Una volta gettate queste basi, le realizzazioni e i dubbi dei due giovani protagonisti sono al centro dell’attenzione. Per Simone, il suo sostegno pro-Israele durante gli anni degli studi all’Università della California di Berkeley l’ha esposta per la prima volta alla contro-narrativa palestinese in cui il sionismo significava espropriazione, sottomissione ed esilio. Ricorda il suo intrattenibile sgomento quando nessuno dei suoi colleghi più esperti poteva offrire confutazioni efficaci.

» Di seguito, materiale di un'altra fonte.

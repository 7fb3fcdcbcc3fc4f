mod common;

use common::DOUBLE_WGSL;
use common::MockDevice;
use nano::BufferId;
use nano::BufferInit;
use nano::NanoError;
use nano::Readback;
use nano::ResourceManager;

fn setup(device: &mut MockDevice) -> (ResourceManager, BufferId)
{
        let mut resources = ResourceManager::new(4, 16);

        let shader = resources.create_shader(DOUBLE_WGSL, Some("double")).unwrap();

        let data: Vec<f32> = (0..16).map(|i| i as f32).collect();

        let buffer = resources
                .create_buffer(device, shader, 0, 0, BufferInit::from_slice(&data))
                .unwrap();

        (resources, buffer)
}

#[test]
fn readback_cycles_through_its_states()
{
        let mut device = MockDevice::new();
        let (resources, buffer) = setup(&mut device);

        let mut readback = Readback::new(buffer, 16 * 4);

        assert!(!readback.is_locked());
        assert!(!readback.poll(&mut device).unwrap());

        readback.copy_to_cpu(&mut device, &resources, None).unwrap();

        assert!(!readback.is_locked());
        assert!(readback.is_in_flight());
        assert_eq!(device.live_of("buffer"), 2);
        assert!(matches!(
                readback.copy_to_cpu(&mut device, &resources, None),
                Err(NanoError::ReadbackBusy)
        ));

        assert!(!readback.poll(&mut device).unwrap());
        assert!(!readback.is_locked());
        assert!(readback.data().is_none());

        device.complete_maps();

        assert!(readback.poll(&mut device).unwrap());
        assert!(readback.is_locked());
        assert!(!readback.is_in_flight());
        assert_eq!(device.live_of("buffer"), 1, "owned staging buffer is freed once read");

        let values = readback.data_as::<f32>().unwrap();
        assert_eq!(values.len(), 16);
        assert_eq!(values[15], 15.0);

        assert!(matches!(
                readback.copy_to_cpu(&mut device, &resources, None),
                Err(NanoError::ReadbackBusy)
        ));

        readback.release(&mut device);

        assert!(!readback.is_locked());
        assert!(!readback.is_in_flight());
        assert!(readback.data().is_none());

        readback.copy_to_cpu(&mut device, &resources, None).unwrap();
        assert!(device.polls >= 2);
}

#[test]
fn readback_sees_shader_writes()
{
        let mut device = MockDevice::new();
        let (resources, buffer) = setup(&mut device);

        let handle = resources.buffer(buffer).unwrap().handle;

        device.set_contents(handle, bytemuck::cast_slice(&[2.0f32, 4.0, 6.0, 8.0]));

        let mut readback = Readback::new(buffer, 8).with_offsets(4, 0);

        readback.copy_to_cpu(&mut device, &resources, None).unwrap();
        device.complete_maps();

        assert!(readback.poll(&mut device).unwrap());
        assert_eq!(readback.data_as::<f32>().unwrap(), vec![4.0, 6.0]);
}

#[test]
fn failed_map_unlocks_the_readback()
{
        let mut device = MockDevice::new();
        let (resources, buffer) = setup(&mut device);

        let mut readback = Readback::new(buffer, 64);

        readback.copy_to_cpu(&mut device, &resources, None).unwrap();
        device.fail_maps("device lost");

        assert!(matches!(
                readback.poll(&mut device),
                Err(NanoError::ReadbackFailed(message)) if message == "device lost"
        ));
        assert!(!readback.is_locked());
        assert!(!readback.is_in_flight());
        assert_eq!(device.live_of("buffer"), 1);
}

#[test]
fn caller_staging_buffer_is_kept()
{
        let mut device = MockDevice::new();
        let (resources, buffer) = setup(&mut device);

        let staging = nano::gpu::GpuDevice::create_buffer(
                &mut device,
                &nano::gpu::BufferDesc {
                        label: "staging",
                        size: 128,
                        usage: wgpu::BufferUsages::MAP_READ | wgpu::BufferUsages::COPY_DST,
                },
        )
        .unwrap();

        let mut readback = Readback::new(buffer, 16).with_offsets(0, 32);

        readback.copy_to_cpu(&mut device, &resources, Some(staging)).unwrap();
        device.complete_maps();

        assert!(readback.poll(&mut device).unwrap());
        assert_eq!(readback.data_as::<f32>().unwrap(), vec![0.0, 1.0, 2.0, 3.0]);
        assert_eq!(device.live_of("buffer"), 2);
}

#[test]
fn releasing_in_flight_frees_staging()
{
        let mut device = MockDevice::new();
        let (resources, buffer) = setup(&mut device);

        let mut readback = Readback::new(buffer, 64);

        readback.copy_to_cpu(&mut device, &resources, None).unwrap();
        assert_eq!(device.live_of("buffer"), 2);

        readback.release(&mut device);

        assert!(!readback.is_in_flight());
        assert_eq!(device.live_of("buffer"), 1);
}

#[test]
fn out_of_bounds_copy_is_rejected()
{
        let mut device = MockDevice::new();
        let (resources, buffer) = setup(&mut device);

        let mut readback = Readback::new(buffer, 64).with_offsets(8, 0);

        assert!(matches!(
                readback.copy_to_cpu(&mut device, &resources, None),
                Err(NanoError::ReadbackFailed(_))
        ));
        assert!(!readback.is_in_flight());

        let mut missing = Readback::new(BufferId::from_label("nothing"), 4);

        assert!(matches!(
                missing.copy_to_cpu(&mut device, &resources, None),
                Err(NanoError::BufferNotFound(_))
        ));
}
//! The device capability the registry drives.
//!
//! [`GpuDevice`] is the seam between resource bookkeeping and the graphics
//! API. Objects live inside the device implementation and are addressed by
//! opaque handles; the [`crate::resources::ResourceManager`] is the only
//! caller that releases them.

pub mod surface;
pub mod wgpu_device;

use std::sync::mpsc::Receiver;

use crate::error::NanoResult;
use crate::shader::layout::LayoutEntry;

macro_rules! gpu_handle {
        ($($(#[$meta:meta])* $name:ident),* $(,)?) => {
                $(
                        $(#[$meta])*
                        #[derive(Debug, Clone, Copy, PartialEq, Eq, Hash, PartialOrd, Ord)]
                        pub struct $name(u64);

                        impl $name
                        {
                                pub fn new(raw: u64) -> Self
                                {
                                        Self(raw)
                                }

                                pub fn raw(&self) -> u64
                                {
                                        self.0
                                }
                        }
                )*
        };
}

gpu_handle!(
        BufferHandle,
        ShaderModuleHandle,
        BindGroupLayoutHandle,
        PipelineLayoutHandle,
        ComputePipelineHandle,
        RenderPipelineHandle,
        BindGroupHandle,
);

/// Any object a device hands out, for release.
#[derive(Debug, Clone, Copy, PartialEq, Eq)]
pub enum GpuObject
{
        Buffer(BufferHandle),
        ShaderModule(ShaderModuleHandle),
        BindGroupLayout(BindGroupLayoutHandle),
        PipelineLayout(PipelineLayoutHandle),
        ComputePipeline(ComputePipelineHandle),
        RenderPipeline(RenderPipelineHandle),
        BindGroup(BindGroupHandle),
}

#[derive(Debug, Clone)]
pub struct BufferDesc<'a>
{
        pub label: &'a str,
        pub size: u64,
        pub usage: wgpu::BufferUsages,
}

#[derive(Debug, Clone)]
pub struct BindGroupLayoutDesc<'a>
{
        pub label: &'a str,
        pub entries: &'a [LayoutEntry],
}

#[derive(Debug, Clone)]
pub struct ComputePipelineDesc<'a>
{
        pub label: &'a str,
        pub layout: PipelineLayoutHandle,
        pub module: ShaderModuleHandle,
        pub entry_point: &'a str,
}

/// Owned copy of a vertex-buffer layout, one per bound vertex buffer.
#[derive(Debug, Clone, PartialEq)]
pub struct VertexLayout
{
        pub stride: u64,
        pub step_mode: wgpu::VertexStepMode,
        pub attributes: Vec<wgpu::VertexAttribute>,
}

impl VertexLayout
{
        pub fn as_wgpu(&self) -> wgpu::VertexBufferLayout<'_>
        {
                wgpu::VertexBufferLayout {
                        array_stride: self.stride,
                        step_mode: self.step_mode,
                        attributes: &self.attributes,
                }
        }
}

#[derive(Debug, Clone)]
pub struct RenderPipelineDesc<'a>
{
        pub label: &'a str,
        pub layout: PipelineLayoutHandle,
        pub module: ShaderModuleHandle,
        pub vertex_entry: &'a str,
        pub fragment_entry: &'a str,
        pub vertex_buffers: &'a [VertexLayout],
}

#[derive(Debug, Clone, Copy, PartialEq, Eq)]
pub struct BindGroupBufferEntry
{
        pub binding: u32,
        pub buffer: BufferHandle,
        pub offset: u64,
        pub size: u64,
}

#[derive(Debug, Clone)]
pub struct BindGroupDesc<'a>
{
        pub label: &'a str,
        pub layout: BindGroupLayoutHandle,
        pub entries: &'a [BindGroupBufferEntry],
}

#[derive(Debug, Clone)]
pub struct DispatchDesc<'a>
{
        pub label: &'a str,
        pub pipeline: ComputePipelineHandle,
        /// Indexed by group.
        pub bind_groups: &'a [BindGroupHandle],
        pub workgroups: [u32; 3],
}

#[derive(Debug, Clone, PartialEq, Eq)]
pub struct IndexBinding
{
        pub buffer: BufferHandle,
        pub format: wgpu::IndexFormat,
        pub count: u32,
}

/// One draw queued into the frame's shared render pass.
#[derive(Debug, Clone, PartialEq, Eq)]
pub struct DrawDesc
{
        pub label: String,
        pub pipeline: RenderPipelineHandle,
        pub bind_groups: Vec<BindGroupHandle>,
        pub vertex_buffers: Vec<BufferHandle>,
        pub index: Option<IndexBinding>,
        pub vertex_count: u32,
}

/// Completion signal of an asynchronous map, as delivered by the device.
pub type MapResult = Result<(), String>;

/// A staging copy whose map request has been issued.
#[derive(Debug)]
pub struct PendingMap
{
        pub staging: BufferHandle,
        pub receiver: Receiver<MapResult>,
}

pub trait GpuDevice
{
        fn create_buffer(
                &mut self,
                desc: &BufferDesc<'_>,
        ) -> NanoResult<BufferHandle>;

        fn write_buffer(
                &mut self,
                buffer: BufferHandle,
                offset: u64,
                data: &[u8],
        ) -> NanoResult<()>;

        fn create_shader_module(
                &mut self,
                label: &str,
                source: &str,
        ) -> NanoResult<ShaderModuleHandle>;

        fn create_bind_group_layout(
                &mut self,
                desc: &BindGroupLayoutDesc<'_>,
        ) -> NanoResult<BindGroupLayoutHandle>;

        fn create_pipeline_layout(
                &mut self,
                label: &str,
                bind_group_layouts: &[BindGroupLayoutHandle],
        ) -> NanoResult<PipelineLayoutHandle>;

        fn create_compute_pipeline(
                &mut self,
                desc: &ComputePipelineDesc<'_>,
        ) -> NanoResult<ComputePipelineHandle>;

        fn create_render_pipeline(
                &mut self,
                desc: &RenderPipelineDesc<'_>,
        ) -> NanoResult<RenderPipelineHandle>;

        fn create_bind_group(
                &mut self,
                desc: &BindGroupDesc<'_>,
        ) -> NanoResult<BindGroupHandle>;

        /// Frees the object. Unknown handles are ignored.
        fn release(
                &mut self,
                object: GpuObject,
        );

        /// Records one compute pass on its own encoder and submits it.
        fn dispatch(
                &mut self,
                desc: &DispatchDesc<'_>,
        ) -> NanoResult<()>;

        /// Queues a draw into the current frame's render pass.
        fn draw(
                &mut self,
                desc: DrawDesc,
        ) -> NanoResult<()>;

        /// Copies `size` bytes of `source` from `src_offset` to `dst_offset` of
        /// a staging buffer and requests that it be mapped for reading. A
        /// caller-supplied staging buffer is used as is, otherwise one is
        /// created.
        fn copy_to_staging(
                &mut self,
                source: BufferHandle,
                src_offset: u64,
                dst_offset: u64,
                size: u64,
                staging: Option<BufferHandle>,
        ) -> NanoResult<PendingMap>;

        /// Reads `size` bytes at `offset` of a mapped staging buffer and
        /// unmaps it.
        fn read_mapped(
                &mut self,
                staging: BufferHandle,
                offset: u64,
                size: u64,
        ) -> NanoResult<Vec<u8>>;

        /// Lets the device run pending callbacks without blocking.
        fn poll(&mut self);
}
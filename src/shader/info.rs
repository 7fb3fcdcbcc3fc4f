use std::fmt;

use crate::pool::ShaderId;

/// Longest identifier the parser keeps; longer ones are cut short.
pub const MAX_IDENT_LENGTH: usize = 256;

pub const MAX_GROUPS: usize = 4;

pub const MAX_BINDINGS: usize = 16;

#[derive(Debug, Clone, Copy, PartialEq, Eq)]
pub enum BindingKind
{
        Buffer,
        Texture,
        StorageTexture,
}

#[derive(Debug, Clone, Copy, PartialEq, Eq)]
pub struct TextureInfo
{
        pub sample_type: wgpu::TextureSampleType,
        pub view_dimension: wgpu::TextureViewDimension,
        pub usage: wgpu::TextureUsages,
}

impl Default for TextureInfo
{
        fn default() -> Self
        {
                Self {
                        sample_type: wgpu::TextureSampleType::Float { filterable: true },
                        view_dimension: wgpu::TextureViewDimension::D2,
                        usage: wgpu::TextureUsages::TEXTURE_BINDING,
                }
        }
}

#[derive(Debug, Clone, Copy, PartialEq, Eq)]
pub enum BindingDetails
{
        Buffer
        {
                usage: wgpu::BufferUsages,
        },
        Texture(TextureInfo),
}

/// One `@group(g) @binding(b) var<...> name: type` declaration.
#[derive(Debug, Clone, PartialEq, Eq)]
pub struct BindingInfo
{
        pub group: u32,
        pub binding: u32,
        pub shader: ShaderId,
        pub kind: BindingKind,
        pub details: BindingDetails,
        /// Byte size of the buffer created for this binding, zero until then.
        pub size: u64,
        pub name: String,
        pub data_type: String,
}

impl BindingInfo
{
        pub fn buffer_usage(&self) -> Option<wgpu::BufferUsages>
        {
                match self.details
                {
                        BindingDetails::Buffer { usage } => Some(usage),
                        BindingDetails::Texture(_) => None,
                }
        }

        pub fn is_uniform(&self) -> bool
        {
                self.buffer_usage()
                        .is_some_and(|usage| usage.contains(wgpu::BufferUsages::UNIFORM))
        }

        /// Storage buffers are writable only when declared `write` or `read_write`.
        pub fn is_read_only_storage(&self) -> bool
        {
                self.buffer_usage().is_some_and(|usage| {
                        usage.contains(wgpu::BufferUsages::STORAGE)
                                && !usage.contains(wgpu::BufferUsages::COPY_DST)
                })
        }
}

#[derive(Debug, Clone, Copy, PartialEq, Eq, Hash)]
pub enum EntryKind
{
        Compute,
        Vertex,
        Fragment,
}

impl EntryKind
{
        pub fn stage(&self) -> wgpu::ShaderStages
        {
                match self
                {
                        EntryKind::Compute => wgpu::ShaderStages::COMPUTE,
                        EntryKind::Vertex => wgpu::ShaderStages::VERTEX,
                        EntryKind::Fragment => wgpu::ShaderStages::FRAGMENT,
                }
        }

        fn attribute(&self) -> &'static str
        {
                match self
                {
                        EntryKind::Compute => "compute",
                        EntryKind::Vertex => "vertex",
                        EntryKind::Fragment => "fragment",
                }
        }
}

#[derive(Debug, Clone, Copy, PartialEq, Eq)]
pub struct WorkgroupSize
{
        pub x: u32,
        pub y: u32,
        pub z: u32,
}

impl WorkgroupSize
{
        /// Zero axes are coerced to 1.
        pub fn new(
                x: u32,
                y: u32,
                z: u32,
        ) -> Self
        {
                Self {
                        x: x.max(1),
                        y: y.max(1),
                        z: z.max(1),
                }
        }

        /// Saturates at `u32::MAX` for absurd literals.
        pub fn invocations(&self) -> u32
        {
                self.x.saturating_mul(self.y).saturating_mul(self.z)
        }
}

impl Default for WorkgroupSize
{
        fn default() -> Self
        {
                Self::new(1, 1, 1)
        }
}

#[derive(Debug, Clone, PartialEq, Eq)]
pub struct EntryPoint
{
        pub kind: EntryKind,
        pub name: String,
        pub workgroup_size: WorkgroupSize,
}

/// Reflection result for one shader module.
#[derive(Debug, Clone, PartialEq, Eq)]
pub struct ShaderInfo
{
        /// Declaration order.
        pub bindings: Vec<BindingInfo>,

        pub entry_points: Vec<EntryPoint>,

        group_indices: [[Option<usize>; MAX_BINDINGS]; MAX_GROUPS],

        compute: Option<usize>,

        vertex: Option<usize>,

        fragment: Option<usize>,
}

impl Default for ShaderInfo
{
        fn default() -> Self
        {
                Self {
                        bindings: Vec::new(),
                        entry_points: Vec::new(),
                        group_indices: [[None; MAX_BINDINGS]; MAX_GROUPS],
                        compute: None,
                        vertex: None,
                        fragment: None,
                }
        }
}

impl ShaderInfo
{
        /// Recomputes the entry-point indices and the group/binding table.
        pub fn index(&mut self)
        {
                self.compute = self.position_of(EntryKind::Compute);
                self.vertex = self.position_of(EntryKind::Vertex);
                self.fragment = self.position_of(EntryKind::Fragment);

                self.group_indices = [[None; MAX_BINDINGS]; MAX_GROUPS];

                for (index, info) in self.bindings.iter().enumerate()
                {
                        let (group, binding) = (info.group as usize, info.binding as usize);

                        if group < MAX_GROUPS && binding < MAX_BINDINGS
                        {
                                self.group_indices[group][binding] = Some(index);
                        }
                }
        }

        fn position_of(
                &self,
                kind: EntryKind,
        ) -> Option<usize>
        {
                self.entry_points.iter().position(|e| e.kind == kind)
        }

        pub fn compute_entry(&self) -> Option<&EntryPoint>
        {
                self.compute.and_then(|i| self.entry_points.get(i))
        }

        pub fn vertex_entry(&self) -> Option<&EntryPoint>
        {
                self.vertex.and_then(|i| self.entry_points.get(i))
        }

        pub fn fragment_entry(&self) -> Option<&EntryPoint>
        {
                self.fragment.and_then(|i| self.entry_points.get(i))
        }

        /// Union of the stages this shader has entry points for.
        pub fn stages(&self) -> wgpu::ShaderStages
        {
                [self.compute_entry(), self.vertex_entry(), self.fragment_entry()]
                        .into_iter()
                        .flatten()
                        .fold(wgpu::ShaderStages::NONE, |acc, e| acc | e.kind.stage())
        }

        pub fn binding_index(
                &self,
                group: u32,
                binding: u32,
        ) -> Option<usize>
        {
                self.group_indices
                        .get(group as usize)?
                        .get(binding as usize)
                        .copied()
                        .flatten()
        }

        pub fn binding(
                &self,
                group: u32,
                binding: u32,
        ) -> Option<&BindingInfo>
        {
                self.binding_index(group, binding)
                        .and_then(|i| self.bindings.get(i))
        }

        pub fn binding_mut(
                &mut self,
                group: u32,
                binding: u32,
        ) -> Option<&mut BindingInfo>
        {
                self.binding_index(group, binding)
                        .and_then(|i| self.bindings.get_mut(i))
        }

        pub fn binding_by_name(
                &self,
                name: &str,
        ) -> Option<&BindingInfo>
        {
                self.bindings.iter().find(|b| b.name == name)
        }
}

impl fmt::Display for ShaderInfo
{
        fn fmt(
                &self,
                f: &mut fmt::Formatter<'_>,
        ) -> fmt::Result
        {
                writeln!(f, "Bindings ({}):", self.bindings.len())?;

                for b in &self.bindings
                {
                        let qualifier = match b.details
                        {
                                BindingDetails::Buffer { usage } => buffer_qualifier(usage),
                                BindingDetails::Texture(_) => String::new(),
                        };

                        writeln!(
                                f,
                                "  @group({}) @binding({}) var{} {}: {} [{:?}, size {}]",
                                b.group, b.binding, qualifier, b.name, b.data_type, b.kind, b.size
                        )?;
                }

                writeln!(f, "Entry points ({}):", self.entry_points.len())?;

                for e in &self.entry_points
                {
                        match e.kind
                        {
                                EntryKind::Compute => writeln!(
                                        f,
                                        "  @compute @workgroup_size({}, {}, {}) fn {}",
                                        e.workgroup_size.x,
                                        e.workgroup_size.y,
                                        e.workgroup_size.z,
                                        e.name
                                )?,
                                kind => writeln!(f, "  @{} fn {}", kind.attribute(), e.name)?,
                        }
                }

                Ok(())
        }
}

fn buffer_qualifier(usage: wgpu::BufferUsages) -> String
{
        let class = if usage.contains(wgpu::BufferUsages::UNIFORM)
        {
                "uniform"
        }
        else
        {
                "storage"
        };

        let read = usage.contains(wgpu::BufferUsages::COPY_SRC);

        let write = usage.contains(wgpu::BufferUsages::COPY_DST);

        match (read, write)
        {
                (true, true) => format!("<{class}, read_write>"),
                (true, false) => format!("<{class}, read>"),
                (false, true) => format!("<{class}, write>"),
                (false, false) => format!("<{class}>"),
        }
}
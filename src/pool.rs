//! Open-addressed pools keyed by hashed identities, plus the ordered list of
//! active shaders.
//!
//! Both pools probe linearly from `hash % capacity`. A pool grows by doubling
//! until it reaches its configured limit; past that point an insert that finds
//! every slot occupied reports [`NanoError::PoolFull`] and leaves the existing
//! entries untouched.

use std::fmt;

use crate::error::NanoError;
use crate::error::NanoResult;

const FNV_OFFSET_BASIS: u32 = 2_166_136_261;

const FNV_PRIME: u32 = 16_777_619;

/// 32-bit FNV-1a over raw bytes.
pub fn fnv1a(bytes: &[u8]) -> u32
{
        let mut hash = FNV_OFFSET_BASIS;

        for byte in bytes
        {
                hash ^= u32::from(*byte);
                hash = hash.wrapping_mul(FNV_PRIME);
        }

        hash
}

pub trait PoolKey: Copy + Eq + fmt::Debug
{
        fn hash_value(&self) -> u32;
}

/// Identity of a shader record, the hash of its source text or file path.
#[derive(Debug, Clone, Copy, PartialEq, Eq, Hash, PartialOrd, Ord)]
pub struct ShaderId(u32);

impl ShaderId
{
        pub fn from_source(source: &str) -> Self
        {
                Self(fnv1a(source.as_bytes()))
        }

        pub fn from_raw(raw: u32) -> Self
        {
                Self(raw)
        }

        pub fn raw(&self) -> u32
        {
                self.0
        }
}

/// Identity of a buffer record, the hash of its label.
#[derive(Debug, Clone, Copy, PartialEq, Eq, Hash, PartialOrd, Ord)]
pub struct BufferId(u32);

impl BufferId
{
        pub fn from_label(label: &str) -> Self
        {
                Self(fnv1a(label.as_bytes()))
        }

        pub fn from_raw(raw: u32) -> Self
        {
                Self(raw)
        }

        pub fn raw(&self) -> u32
        {
                self.0
        }
}

impl PoolKey for ShaderId
{
        fn hash_value(&self) -> u32
        {
                self.0
        }
}

impl PoolKey for BufferId
{
        fn hash_value(&self) -> u32
        {
                self.0
        }
}

impl fmt::Display for ShaderId
{
        fn fmt(
                &self,
                f: &mut fmt::Formatter<'_>,
        ) -> fmt::Result
        {
                write!(f, "{:#010x}", self.0)
        }
}

impl fmt::Display for BufferId
{
        fn fmt(
                &self,
                f: &mut fmt::Formatter<'_>,
        ) -> fmt::Result
        {
                write!(f, "{:#010x}", self.0)
        }
}

#[derive(Debug)]
pub struct Pool<K, V>
{
        name: &'static str,

        slots: Vec<Option<(K, V)>>,

        count: usize,

        limit: usize,
}

impl<K: PoolKey, V> Pool<K, V>
{
        /// Creates a pool with `capacity` slots that may grow up to `limit`.
        pub fn new(
                name: &'static str,
                capacity: usize,
                limit: usize,
        ) -> Self
        {
                let limit = limit.max(1);

                let capacity = capacity.clamp(1, limit);

                Self {
                        name,
                        slots: (0..capacity).map(|_| None).collect(),
                        count: 0,
                        limit,
                }
        }

        pub fn name(&self) -> &'static str
        {
                self.name
        }

        pub fn len(&self) -> usize
        {
                self.count
        }

        pub fn is_empty(&self) -> bool
        {
                self.count == 0
        }

        pub fn capacity(&self) -> usize
        {
                self.slots.len()
        }

        pub fn limit(&self) -> usize
        {
                self.limit
        }

        fn home(
                &self,
                key: K,
        ) -> usize
        {
                key.hash_value() as usize % self.slots.len()
        }

        /// Index of the first slot along `key`'s probe sequence that is either
        /// empty or already holds `key`.
        pub fn find_slot(
                &self,
                key: K,
        ) -> NanoResult<usize>
        {
                let capacity = self.slots.len();

                let home = self.home(key);

                for step in 0..capacity
                {
                        let index = (home + step) % capacity;

                        match &self.slots[index]
                        {
                                None => return Ok(index),
                                Some((k, _)) if *k == key => return Ok(index),
                                Some(_) =>
                                {}
                        }
                }

                Err(NanoError::PoolFull {
                        pool: self.name,
                        limit: capacity,
                })
        }

        fn position(
                &self,
                key: K,
        ) -> Option<usize>
        {
                let capacity = self.slots.len();

                let home = self.home(key);

                for step in 0..capacity
                {
                        let index = (home + step) % capacity;

                        match &self.slots[index]
                        {
                                None => return None,
                                Some((k, _)) if *k == key => return Some(index),
                                Some(_) =>
                                {}
                        }
                }

                None
        }

        /// Stores `value` under `key`, returning the value it replaced.
        pub fn insert(
                &mut self,
                key: K,
                value: V,
        ) -> NanoResult<Option<V>>
        {
                let is_new = self.position(key).is_none();

                if is_new && self.count + 1 > self.slots.len() * 3 / 4 && self.slots.len() < self.limit
                {
                        self.grow();
                }

                let index = self.find_slot(key)?;

                let previous = self.slots[index].replace((key, value)).map(|(_, v)| v);

                if previous.is_none()
                {
                        self.count += 1;
                }

                Ok(previous)
        }

        fn grow(&mut self)
        {
                let capacity = (self.slots.len() * 2).min(self.limit);

                log::debug!(
                        "{} pool growing from {} to {} slots",
                        self.name,
                        self.slots.len(),
                        capacity
                );

                let old = std::mem::replace(&mut self.slots, (0..capacity).map(|_| None).collect());

                for (key, value) in old.into_iter().flatten()
                {
                        // The new table is strictly larger, so a free slot always exists.
                        if let Ok(index) = self.find_slot(key)
                        {
                                self.slots[index] = Some((key, value));
                        }
                }
        }

        pub fn get(
                &self,
                key: K,
        ) -> Option<&V>
        {
                let index = self.position(key)?;

                self.slots[index].as_ref().map(|(_, v)| v)
        }

        pub fn get_mut(
                &mut self,
                key: K,
        ) -> Option<&mut V>
        {
                let index = self.position(key)?;

                self.slots[index].as_mut().map(|(_, v)| v)
        }

        pub fn contains(
                &self,
                key: K,
        ) -> bool
        {
                self.position(key).is_some()
        }

        /// Takes the record out of the pool. Later entries of the same probe
        /// cluster are shifted back so lookups never stop at the hole.
        pub fn remove(
                &mut self,
                key: K,
        ) -> Option<V>
        {
                let mut hole = self.position(key)?;

                let (_, value) = self.slots[hole].take()?;

                self.count -= 1;

                let capacity = self.slots.len();

                let mut next = hole;

                loop
                {
                        next = (next + 1) % capacity;

                        let home = match &self.slots[next]
                        {
                                None => break,
                                Some((k, _)) => self.home(*k),
                        };

                        let stays = if hole <= next
                        {
                                hole < home && home <= next
                        }
                        else
                        {
                                hole < home || home <= next
                        };

                        if !stays
                        {
                                self.slots[hole] = self.slots[next].take();
                                hole = next;
                        }
                }

                Some(value)
        }

        /// Walks every occupied slot. The order is the table order, not the
        /// insertion order.
        pub fn iter(&self) -> impl Iterator<Item = (K, &V)>
        {
                self.slots
                        .iter()
                        .filter_map(|slot| slot.as_ref().map(|(k, v)| (*k, v)))
        }

        pub fn keys(&self) -> Vec<K>
        {
                self.iter().map(|(k, _)| k).collect()
        }
}

/// Ordered record of enabled shaders. Iteration order is push order.
#[derive(Debug, Clone)]
pub struct ActiveList<K>
{
        items: Vec<K>,

        limit: usize,
}

impl<K: PoolKey> ActiveList<K>
{
        pub fn new(limit: usize) -> Self
        {
                Self {
                        items: Vec::new(),
                        limit,
                }
        }

        /// Appends `key`. Returns `false` when it was already present.
        pub fn push(
                &mut self,
                key: K,
        ) -> NanoResult<bool>
        {
                if self.contains(key)
                {
                        return Ok(false);
                }

                if self.items.len() >= self.limit
                {
                        return Err(NanoError::PoolFull {
                                pool: "active list",
                                limit: self.limit,
                        });
                }

                self.items.push(key);

                Ok(true)
        }

        /// Removes `key`, shifting later entries down so no gap remains.
        pub fn remove(
                &mut self,
                key: K,
        ) -> bool
        {
                match self.items.iter().position(|k| *k == key)
                {
                        Some(index) =>
                        {
                                self.items.remove(index);
                                true
                        }
                        None => false,
                }
        }

        pub fn peek(&self) -> Option<K>
        {
                self.items.last().copied()
        }

        pub fn get(
                &self,
                index: usize,
        ) -> Option<K>
        {
                self.items.get(index).copied()
        }

        pub fn contains(
                &self,
                key: K,
        ) -> bool
        {
                self.items.contains(&key)
        }

        pub fn len(&self) -> usize
        {
                self.items.len()
        }

        pub fn is_empty(&self) -> bool
        {
                self.items.is_empty()
        }

        pub fn as_slice(&self) -> &[K]
        {
                &self.items
        }

        pub fn iter(&self) -> impl Iterator<Item = K> + '_
        {
                self.items.iter().copied()
        }

        pub fn clear(&mut self)
        {
                self.items.clear();
        }
}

Eitan, che ha seguito il suo sogno d’infanzia di arruolarsi nell’IDF, ha discusso del suo graduale riconoscimento della crudeltà che lui e altre reclute erano stati addestrati a infliggere, come stabilire una forte presenza armata nei Territori Palestinesi Occupati per intimidire i civili comuni che semplicemente cercavano di districarsi nella loro vita quotidiana. Un evento particolare che ha portato a un’illuminazione è stato quando Eitan ha scortato e consegnato un detenuto palestinese legato e bendato ad altri soldati, che poi hanno buttato a terra l’uomo indifeso, prendendolo a calci e calpestandolo mentre gli ufficiali superiori guardavano con disinvolta indifferenza.

Il cambiamento epocale nell’opinione ebraica degli Stati Uniti, in particolare tra i giovani, è uno scenario da incubo per coloro che cercano il dominio ebraico permanente sulla popolazione nativa della Palestina. La prima di Isaelism martedì scorso a Brooklyn ha incontrato poca opposizione o protesta, ma gli entusiasti sostenitori pro-Israele erano più organizzati per contestare la proiezione di mercoledì all’Università della California a Los Angeles. Una ONG chiamata “Stop Antisemitism” ha twittato anticipatamente: “Decine di studenti ci hanno contattato implorandoci di annullare questa proiezione, temendo per la loro sicurezza!” Apparentemente, temevano che gli studenti universitari impressionabili esposti a un film sui giovani ebrei che mettevano in dubbio il loro indottrinamento pro-Israele si scagliassero insensatamente con violenza contro studenti ebrei. Alcuni di questi studenti ansiosi hanno comunque rischiato la vita e l’incolumità fisica per assistere alla proiezione, poiché hanno punzecchiato Eric Axelman, uno dei registi del film, con diverse domande impegnative in una introspettiva post-film.

Bertrand Russell ha saggiamente consigliato: “In tutte le cose è salutare di tanto in tanto mettere un punto interrogativo su cose che a lungo si sono date per scontate”. Non è facile seguire quella guida, ma Simone Zimmerman ed Eitan l’hanno praticata con intelligenza e compassione per le vittime di un’ideologia che in precedenza avevano abbracciato. La generazione di Abe Foxman sarà lasciata alla disperazione per il suo fallimento collettivo nell’immunizzare sufficientemente i giovani ebrei contro le influenze “corruttrici” che hanno portato a mettere in discussione e rifiutare i principi più sacri dell’israelismo.

David Samel è un avvocato di New York.